* BRIEF *
Copy every line from the records that holds the word "answered".

* RECORDS TO PROCESS *
════

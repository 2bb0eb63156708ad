/*!
 * Error types for the hinet-selector application.
 *
 * This module contains custom error types for the portal session, the
 * station selection request and the application as a whole, using the
 * thiserror crate for ergonomic error definitions.
 */

use thiserror::Error;

/// Errors that can occur while talking to the data portal
#[derive(Error, Debug)]
pub enum PortalError {
    /// Error when a request could not be sent or its response not read
    #[error("Portal request failed: {0}")]
    RequestFailed(String),

    /// Error establishing or maintaining a connection
    #[error("Connection error: {0}")]
    ConnectionError(String),

    /// Error returned by the portal itself
    #[error("Portal responded with error: {status_code} - {message}")]
    ApiError {
        /// HTTP status code
        status_code: u16,
        /// Response body or reason phrase
        message: String,
    },

    /// The login step did not produce an authenticated session
    #[error("Authentication error: {0}")]
    AuthenticationError(String),

    /// The HTTP client could not be constructed
    #[error("Failed to build HTTP client: {0}")]
    ClientBuild(String),
}

impl From<reqwest::Error> for PortalError {
    fn from(error: reqwest::Error) -> Self {
        if error.is_connect() || error.is_timeout() {
            Self::ConnectionError(error.to_string())
        } else if error.is_builder() {
            Self::ClientBuild(error.to_string())
        } else {
            Self::RequestFailed(error.to_string())
        }
    }
}

/// Errors that can occur while preparing a station selection
#[derive(Error, Debug)]
pub enum SelectionError {
    /// The network code is not one of the codes the portal accepts
    #[error("Network code must be 0101 or 0103, got '{0}'")]
    InvalidNetworkCode(String),

    /// The station list file could not be read
    #[error("Cannot read station list '{path}': {reason}")]
    StationListUnreadable {
        /// Path of the list file
        path: String,
        /// Underlying I/O error
        reason: String,
    },
}

/// Main application error type that wraps all other errors
#[derive(Error, Debug)]
pub enum AppError {
    /// The configuration file does not exist
    #[error("Configure file '{0}' not found")]
    ConfigurationMissing(String),

    /// The configuration file exists but cannot be used
    #[error("Invalid configuration: {0}")]
    InvalidConfig(String),

    /// Error from the portal session
    #[error("Portal error: {0}")]
    Portal(#[from] PortalError),

    /// Error preparing the selection
    #[error("Selection error: {0}")]
    Selection(#[from] SelectionError),

    /// Error from a file operation
    #[error("File error: {0}")]
    File(String),

    /// Any other error
    #[error("Unknown error: {0}")]
    Unknown(String),
}

// Utility functions for error conversion
impl From<anyhow::Error> for AppError {
    fn from(error: anyhow::Error) -> Self {
        Self::Unknown(error.to_string())
    }
}

impl From<std::io::Error> for AppError {
    fn from(error: std::io::Error) -> Self {
        Self::File(error.to_string())
    }
}
/*!
 * Portal client for the NIED Hi-net web site.
 *
 * This module contains everything needed to change the station selection:
 * - `session`: cookie-bearing HTTP session backed by reqwest
 * - `auth`: the two-step priming and login handshake
 * - `select`: the station selection form and its submission
 */

use async_trait::async_trait;
use std::fmt;

use crate::errors::PortalError;

pub mod auth;
pub mod select;
pub mod session;

pub use auth::{AuthenticatedSession, SessionAuthenticator};
pub use select::{SelectionCount, SelectionPayload, SelectionReport, StationSelectionRequest};
pub use session::PortalSession;

/// Form fields in the order they are sent
pub type FormFields = Vec<(&'static str, String)>;

/// Response data the portal workflow looks at
#[derive(Debug, Clone, PartialEq, Eq)]
pub struct PortalResponse {
    /// HTTP status code
    pub status: u16,
    /// Response body as text
    pub body: String,
}

impl PortalResponse {
    pub fn new(status: u16, body: impl Into<String>) -> Self {
        Self {
            status,
            body: body.into(),
        }
    }

    /// Whether the status code is in the 2xx range
    pub fn is_success(&self) -> bool {
        (200..300).contains(&self.status)
    }
}

/// Transport used by the portal workflow
///
/// Implementations must keep cookie state across calls: the login call has
/// to present whatever cookie the priming call received.
#[async_trait]
pub trait PortalTransport: Send + Sync {
    /// POST with an empty body, only to collect session cookies
    ///
    /// # Arguments
    /// * `url` - The authentication endpoint
    async fn prime(&self, url: &str) -> Result<PortalResponse, PortalError>;

    /// POST form-encoded fields
    ///
    /// # Arguments
    /// * `url` - The endpoint to post to
    /// * `form` - Field names and values, sent in order
    async fn post_form(&self, url: &str, form: &[(&'static str, String)]) -> Result<PortalResponse, PortalError>;
}

/// Portal account credentials
#[derive(Clone, PartialEq, Eq)]
pub struct Credentials {
    user: String,
    password: String,
}

impl Credentials {
    /// Form field carrying the user name
    pub const USER_FIELD: &'static str = "auth_un";
    /// Form field carrying the password
    pub const PASSWORD_FIELD: &'static str = "auth_pw";

    pub fn new(user: impl Into<String>, password: impl Into<String>) -> Self {
        Self {
            user: user.into(),
            password: password.into(),
        }
    }

    pub fn user(&self) -> &str {
        &self.user
    }

    /// Login form fields
    pub fn to_form(&self) -> FormFields {
        vec![
            (Self::USER_FIELD, self.user.clone()),
            (Self::PASSWORD_FIELD, self.password.clone()),
        ]
    }
}

impl fmt::Debug for Credentials {
    fn fmt(&self, f: &mut fmt::Formatter<'_>) -> fmt::Result {
        f.debug_struct("Credentials")
            .field("user", &self.user)
            .field("password", &"********")
            .finish()
    }
}
use log::{debug, info, warn};

use crate::errors::PortalError;
use super::{Credentials, PortalResponse, PortalTransport};

/// Marker that only appears in the portal's login form
///
/// Seeing it in the login response means the portal sent the form back.
pub const DEFAULT_LOGIN_FORM_MARKER: &str = "auth_un";

/// Result of inspecting the login response
#[derive(Debug, Clone, PartialEq, Eq)]
pub enum LoginOutcome {
    /// The portal accepted the credentials
    Authenticated,
    /// The portal answered, but not with a logged-in page
    Rejected(String),
}

impl LoginOutcome {
    /// Classify a login response
    pub fn from_response(response: &PortalResponse, login_form_marker: &str) -> Self {
        if !response.is_success() {
            return Self::Rejected(format!("login returned HTTP {}", response.status));
        }

        if !login_form_marker.is_empty() && response.body.contains(login_form_marker) {
            return Self::Rejected("portal returned the login form, credentials rejected".to_string());
        }

        Self::Authenticated
    }
}

/// Transport that has completed the priming and login steps
///
/// Station selection only accepts this type.
#[derive(Debug)]
pub struct AuthenticatedSession<T: PortalTransport> {
    transport: T,
    user: String,
    outcome: LoginOutcome,
}

impl<T: PortalTransport> AuthenticatedSession<T> {
    pub fn transport(&self) -> &T {
        &self.transport
    }

    pub fn user(&self) -> &str {
        &self.user
    }

    /// How the login response was classified
    pub fn outcome(&self) -> &LoginOutcome {
        &self.outcome
    }

    pub fn into_inner(self) -> T {
        self.transport
    }
}

/// Two-step session authenticator
///
/// The first POST carries no body and only exists to receive the session
/// cookie; the second POST sends the credentials on the same session.
#[derive(Debug, Clone)]
pub struct SessionAuthenticator {
    auth_url: String,
    credentials: Credentials,
    strict: bool,
    login_form_marker: String,
}

impl SessionAuthenticator {
    /// Create a strict authenticator for the given endpoint
    pub fn new(auth_url: impl Into<String>, credentials: Credentials) -> Self {
        Self {
            auth_url: auth_url.into(),
            credentials,
            strict: true,
            login_form_marker: DEFAULT_LOGIN_FORM_MARKER.to_string(),
        }
    }

    /// Whether a rejected login is an error (true) or only a warning (false)
    pub fn strict(mut self, strict: bool) -> Self {
        self.strict = strict;
        self
    }

    /// Set the text that identifies the login form in a response body
    pub fn login_form_marker(mut self, marker: impl Into<String>) -> Self {
        self.login_form_marker = marker.into();
        self
    }

    pub fn auth_url(&self) -> &str {
        &self.auth_url
    }

    /// Prime the session, log in and hand back the authenticated session
    pub async fn authenticate<T: PortalTransport>(&self, transport: T) -> Result<AuthenticatedSession<T>, PortalError> {
        // The login call must present the cookie set here
        let primed = transport.prime(&self.auth_url).await?;
        debug!("Priming request answered with HTTP {}", primed.status);

        let response = transport
            .post_form(&self.auth_url, &self.credentials.to_form())
            .await?;

        let outcome = LoginOutcome::from_response(&response, &self.login_form_marker);
        match &outcome {
            LoginOutcome::Authenticated => {
                info!("Logged in as {}", self.credentials.user());
            }
            LoginOutcome::Rejected(reason) if self.strict => {
                return Err(PortalError::AuthenticationError(format!(
                    "{} (user '{}')",
                    reason,
                    self.credentials.user()
                )));
            }
            LoginOutcome::Rejected(reason) => {
                warn!("Login as {} may have failed: {}", self.credentials.user(), reason);
            }
        }

        Ok(AuthenticatedSession {
            transport,
            user: self.credentials.user().to_string(),
            outcome,
        })
    }
}
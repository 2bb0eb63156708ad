/*!
 * Tests for building and submitting the station selection
 */

use hinet_selector::errors::PortalError;
use hinet_selector::network::NetworkCode;
use hinet_selector::portal::{Credentials, SelectionCount, SessionAuthenticator, StationSelectionRequest};
use hinet_selector::station_list::StationList;
use crate::common::{self, mock_portal::{FailAt, MockPortal}};

async fn logged_in(portal: &MockPortal) -> hinet_selector::portal::AuthenticatedSession<MockPortal> {
    SessionAuthenticator::new(common::AUTH_URL, Credentials::new("tester", "hunter2"))
        .authenticate(portal.clone())
        .await
        .expect("mock login succeeds")
}

/// The mode field never changes, whatever else is selected
#[test]
fn test_payload_mode_shouldAlwaysBeOne() {
    let lists = [
        None,
        Some(StationList::parse("N.AAAA")),
        Some(StationList::parse("N.AAAA\nN.BBBB\nN.CCCC")),
    ];

    for network in NetworkCode::ALL {
        for list in lists.iter().cloned() {
            let payload = StationSelectionRequest::new(network, list).payload();
            assert_eq!(payload.mode, "1");
            assert_eq!(payload.net, network.code());
        }
    }
}

#[tokio::test]
async fn test_submit_withoutList_shouldOmitStcds() {
    common::init_logging();
    let portal = MockPortal::working(common::AUTH_URL);
    let session = logged_in(&portal).await;

    let report = StationSelectionRequest::new(NetworkCode::HiNet, None)
        .submit(&session, common::SELECT_URL)
        .await
        .expect("selection succeeds");

    assert_eq!(report.count, SelectionCount::All);
    assert_eq!(report.to_string(), "All stations selected for Hi-net.");

    let calls = portal.calls();
    let select = calls.last().unwrap();
    assert_eq!(select.url(), common::SELECT_URL);
    assert_eq!(select.field("net"), Some("0101"));
    assert_eq!(select.field("stcds"), None);
    assert_eq!(select.field("mode"), Some("1"));
}

#[tokio::test]
async fn test_submit_withList_shouldSendJoinedStations() {
    let portal = MockPortal::working(common::AUTH_URL);
    let session = logged_in(&portal).await;
    let list = StationList::parse("X.1111\nY.2222\n");

    let report = StationSelectionRequest::new(NetworkCode::FNet, Some(list))
        .submit(&session, common::SELECT_URL)
        .await
        .expect("selection succeeds");

    assert_eq!(report.count, SelectionCount::Stations(2));
    assert_eq!(report.to_string(), "2 stations selected for F-net.");

    let calls = portal.calls();
    let select = calls.last().unwrap();
    assert_eq!(select.field("net"), Some("0103"));
    assert_eq!(select.field("stcds"), Some("X.1111:Y.2222"));
    assert_eq!(select.field("mode"), Some("1"));
}

/// An empty list is not "all": stcds is sent, but empty
#[tokio::test]
async fn test_submit_withEmptyList_shouldSendEmptyStations() {
    let portal = MockPortal::working(common::AUTH_URL);
    let session = logged_in(&portal).await;

    let report = StationSelectionRequest::new(NetworkCode::HiNet, Some(StationList::parse("# none\n")))
        .submit(&session, common::SELECT_URL)
        .await
        .expect("selection succeeds");

    assert_eq!(report.count, SelectionCount::Stations(0));
    assert_eq!(report.to_string(), "0 stations selected for Hi-net.");

    let calls = portal.calls();
    let select = calls.last().unwrap();
    assert_eq!(select.field("stcds"), Some(""));
    assert_eq!(select.field("mode"), Some("1"));
}

#[tokio::test]
async fn test_submit_withServerError_shouldReportApiError() {
    let portal = MockPortal::working(common::AUTH_URL).with_select_status(500, "Internal Server Error");
    let session = logged_in(&portal).await;

    let result = StationSelectionRequest::new(NetworkCode::HiNet, None)
        .submit(&session, common::SELECT_URL)
        .await;

    match result {
        Err(PortalError::ApiError { status_code, message }) => {
            assert_eq!(status_code, 500);
            assert_eq!(message, "Internal Server Error");
        }
        other => panic!("expected ApiError, got {:?}", other),
    }
}

#[tokio::test]
async fn test_submit_withTransportFailure_shouldPropagate() {
    let portal = MockPortal::working(common::AUTH_URL).failing_at(FailAt::Select);
    let session = logged_in(&portal).await;

    let result = StationSelectionRequest::new(NetworkCode::HiNet, None)
        .submit(&session, common::SELECT_URL)
        .await;

    assert!(matches!(result, Err(PortalError::ConnectionError(_))));
    assert_eq!(portal.call_count(), 3);
}
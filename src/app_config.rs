use anyhow::{anyhow, Result};
use serde::{Deserialize, Serialize};
use std::default::Default;
use std::path::{Path, PathBuf};
use std::time::Duration;

use crate::errors::AppError;
use crate::file_utils::FileManager;
use crate::portal::auth::DEFAULT_LOGIN_FORM_MARKER;
use crate::portal::session::SessionOptions;
use crate::portal::Credentials;

/// Application configuration module
/// This module handles the application configuration including loading,
/// validating and writing a starter configuration file.
/// Default configuration file name, looked up in the working directory
pub const DEFAULT_CONFIG_FILE: &str = "hinet.json";

/// Represents the application configuration
#[derive(Debug, Serialize, Deserialize, Clone, PartialEq)]
pub struct Config {
    /// Portal endpoints
    pub urls: UrlConfig,

    /// Portal account
    pub account: AccountConfig,

    /// Certificate handling
    #[serde(default)]
    pub tls: TlsConfig,

    /// Login verification
    #[serde(default)]
    pub auth: AuthConfig,

    /// Request timeout in seconds
    #[serde(default = "default_timeout_secs")]
    pub timeout_secs: u64,

    /// Log level
    #[serde(default)]
    pub log_level: LogLevel,
}

/// Portal endpoint URLs
#[derive(Debug, Serialize, Deserialize, Clone, PartialEq)]
pub struct UrlConfig {
    // @field: Login endpoint, used for both priming and login
    pub auth: String,

    // @field: Station selection endpoint
    pub select: String,

    // @field: Station metadata endpoint (not used by selection)
    #[serde(default)]
    pub station: String,
}

/// Portal account credentials
#[derive(Serialize, Deserialize, Clone, PartialEq)]
pub struct AccountConfig {
    pub user: String,
    pub password: String,
}

impl std::fmt::Debug for AccountConfig {
    fn fmt(&self, f: &mut std::fmt::Formatter<'_>) -> std::fmt::Result {
        f.debug_struct("AccountConfig")
            .field("user", &self.user)
            .field("password", &"********")
            .finish()
    }
}

/// Certificate handling for the portal
#[derive(Debug, Serialize, Deserialize, Clone, PartialEq)]
pub struct TlsConfig {
    /// Accept the portal certificate without validation for the cookie
    /// priming request. Login and selection always validate.
    #[serde(default = "default_true")]
    pub accept_invalid_certs_on_priming: bool,
}

impl Default for TlsConfig {
    fn default() -> Self {
        Self {
            accept_invalid_certs_on_priming: true,
        }
    }
}

/// Login verification settings
#[derive(Debug, Serialize, Deserialize, Clone, PartialEq)]
pub struct AuthConfig {
    /// Fail the run when the login response does not look logged in.
    /// When false, a rejected login is only logged as a warning.
    #[serde(default = "default_true")]
    pub strict: bool,

    /// Text that only appears on the login form
    #[serde(default = "default_login_form_marker")]
    pub login_form_marker: String,
}

impl Default for AuthConfig {
    fn default() -> Self {
        Self {
            strict: true,
            login_form_marker: default_login_form_marker(),
        }
    }
}

/// Log verbosity level
#[derive(Debug, Serialize, Deserialize, Clone, PartialEq, Default)]
#[serde(rename_all = "lowercase")]
pub enum LogLevel {
    Error,
    Warn,
    #[default]
    Info,
    Debug,
    Trace,
}

impl LogLevel {
    // @returns: Matching log crate filter
    pub fn to_level_filter(&self) -> log::LevelFilter {
        match self {
            Self::Error => log::LevelFilter::Error,
            Self::Warn => log::LevelFilter::Warn,
            Self::Info => log::LevelFilter::Info,
            Self::Debug => log::LevelFilter::Debug,
            Self::Trace => log::LevelFilter::Trace,
        }
    }
}

fn default_timeout_secs() -> u64 {
    30
}

fn default_true() -> bool {
    true
}

fn default_login_form_marker() -> String {
    DEFAULT_LOGIN_FORM_MARKER.to_string()
}

fn default_auth_url() -> String {
    "https://hinetwww11.bosai.go.jp/auth/".to_string()
}

fn default_select_url() -> String {
    "https://hinetwww11.bosai.go.jp/auth/download/cont/select_stations.php".to_string()
}

fn default_station_url() -> String {
    "https://hinetwww11.bosai.go.jp/auth/download/cont/stations.php".to_string()
}

impl Config {
    /// Load configuration from a JSON file
    pub fn load<P: AsRef<Path>>(path: P) -> Result<Self, AppError> {
        let path = path.as_ref();
        if !path.is_file() {
            return Err(AppError::ConfigurationMissing(path.display().to_string()));
        }

        let content = FileManager::read_text(path)?;
        Self::from_json(&content)
            .map_err(|e| AppError::InvalidConfig(format!("{}: {}", path.display(), e)))
    }

    /// Parse configuration from JSON text
    pub fn from_json(content: &str) -> Result<Self> {
        serde_json::from_str(content).map_err(|e| anyhow!("Failed to parse config: {}", e))
    }

    /// Write this configuration as pretty JSON
    ///
    /// An existing file is kept unless `overwrite` is set; returns whether
    /// the file was written.
    pub fn save<P: AsRef<Path>>(&self, path: P, overwrite: bool) -> Result<bool> {
        let json = serde_json::to_string_pretty(self)?;
        FileManager::write_new(path, &json, overwrite)
    }

    /// Validate the configuration for consistency and required values
    pub fn validate(&self) -> Result<(), AppError> {
        self.validate_endpoints()?;
        self.validate_account()
    }

    /// Check the portal URLs and timeout; no account needed
    pub fn validate_endpoints(&self) -> Result<(), AppError> {
        for (name, value) in [("urls.auth", &self.urls.auth), ("urls.select", &self.urls.select)] {
            let parsed = url::Url::parse(value)
                .map_err(|e| AppError::InvalidConfig(format!("{} '{}' is not a valid URL: {}", name, value, e)))?;
            if !matches!(parsed.scheme(), "http" | "https") {
                return Err(AppError::InvalidConfig(format!("{} must be an http(s) URL", name)));
            }
        }

        if self.timeout_secs == 0 {
            return Err(AppError::InvalidConfig("timeout_secs must be greater than 0".to_string()));
        }

        Ok(())
    }

    /// Check the login account; only required once the portal is contacted
    pub fn validate_account(&self) -> Result<(), AppError> {
        if self.account.user.trim().is_empty() {
            return Err(AppError::InvalidConfig("account.user is required".to_string()));
        }

        if self.account.password.is_empty() {
            return Err(AppError::InvalidConfig("account.password is required".to_string()));
        }

        Ok(())
    }

    /// Credentials for the login step
    pub fn credentials(&self) -> Credentials {
        Credentials::new(self.account.user.clone(), self.account.password.clone())
    }

    /// Options for building the portal session
    pub fn session_options(&self) -> SessionOptions {
        SessionOptions {
            accept_invalid_certs_on_priming: self.tls.accept_invalid_certs_on_priming,
            timeout: Duration::from_secs(self.timeout_secs),
        }
    }

    /// Per-user fallback location of the configuration file
    pub fn user_config_path() -> Option<PathBuf> {
        dirs::config_dir().map(|dir| dir.join("hinet-selector").join(DEFAULT_CONFIG_FILE))
    }
}

/// Default implementation for Config, used as the starter template
impl Default for Config {
    fn default() -> Self {
        Config {
            urls: UrlConfig {
                auth: default_auth_url(),
                select: default_select_url(),
                station: default_station_url(),
            },
            account: AccountConfig {
                user: String::new(),
                password: String::new(),
            },
            tls: TlsConfig::default(),
            auth: AuthConfig::default(),
            timeout_secs: default_timeout_secs(),
            log_level: LogLevel::default(),
        }
    }
}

════

* ANSWER *
    /// The portal answered, but not with a logged-in page
        debug!("Priming request answered with HTTP {}", primed.status);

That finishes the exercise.